Entries taken from a collection:

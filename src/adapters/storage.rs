use crate::domain::ports::DocumentStore;
use crate::utils::error::Result;
use async_trait::async_trait;
use std::fs;
use std::path::PathBuf;

/// Filesystem-backed document store. Each document is a single JSON file
/// under `base_dir`, rewritten whole on every save.
#[derive(Debug, Clone)]
pub struct FileDocumentStore {
    base_dir: PathBuf,
}

impl FileDocumentStore {
    pub fn new(base_dir: impl Into<PathBuf>) -> Self {
        Self {
            base_dir: base_dir.into(),
        }
    }

    pub fn base_dir(&self) -> &PathBuf {
        &self.base_dir
    }
}

#[async_trait]
impl DocumentStore for FileDocumentStore {
    async fn load(&self, name: &str) -> Result<Option<Vec<u8>>> {
        let path = self.base_dir.join(name);
        match fs::read(&path) {
            Ok(bytes) => Ok(Some(bytes)),
            Err(err) if err.kind() == std::io::ErrorKind::NotFound => Ok(None),
            Err(err) => Err(err.into()),
        }
    }

    async fn save(&self, name: &str, bytes: &[u8]) -> Result<()> {
        let path = self.base_dir.join(name);
        if let Some(parent) = path.parent() {
            fs::create_dir_all(parent)?;
        }
        fs::write(&path, bytes)?;
        tracing::debug!(document = name, bytes = bytes.len(), "document written");
        Ok(())
    }
}
// src/web/student_presence_handlers.rs
use crate::{
    error::AppResult,
    models::{
        student_presence::{CreateStudentPresencePayload, StudentPresence, UpdateStudentPresencePayload},
        DeletedMessage,
    },
    services::student_presence_service,
    state::AppState,
    web::extract::{AppJson, AppPath},
};
use axum::{extract::State, http::StatusCode, Json};

// GET /api/students-presences-classes
pub async fn list_presences(State(state): State<AppState>) -> AppResult<Json<Vec<StudentPresence>>> {
    Ok(Json(student_presence_service::find_all_presences(&state.db_pool).await?))
}

// GET /api/students-presences-classes/{id}
pub async fn get_presence(
    State(state): State<AppState>,
    AppPath(id): AppPath<i64>,
) -> AppResult<Json<StudentPresence>> {
    Ok(Json(student_presence_service::get_presence(&state.db_pool, id).await?))
}

// POST /api/students-presences-classes
pub async fn create_presence(
    State(state): State<AppState>,
    AppJson(payload): AppJson<CreateStudentPresencePayload>,
) -> AppResult<(StatusCode, Json<StudentPresence>)> {
    let created = student_presence_service::create_presence(&state.db_pool, payload).await?;
    Ok((StatusCode::CREATED, Json(created)))
}

// PUT /api/students-presences-classes/{id}
pub async fn update_presence(
    State(state): State<AppState>,
    AppPath(id): AppPath<i64>,
    AppJson(changes): AppJson<UpdateStudentPresencePayload>,
) -> AppResult<Json<StudentPresence>> {
    Ok(Json(student_presence_service::update_presence(&state.db_pool, id, changes).await?))
}

// DELETE /api/students-presences-classes/{id}
pub async fn delete_presence(
    State(state): State<AppState>,
    AppPath(id): AppPath<i64>,
) -> AppResult<Json<DeletedMessage>> {
    student_presence_service::delete_presence(&state.db_pool, id).await?;
    Ok(Json(DeletedMessage::new("Presença excluída com sucesso.")))
}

» **Your assignment**
Each line in the records that carries "changes" must be copied out.

» **Output for this exercise**
    AppJson(changes): AppJson<UpdateStudentPresencePayload>,
    Ok(Json(student_presence_service::update_presence(&state.db_pool, id, changes).await?))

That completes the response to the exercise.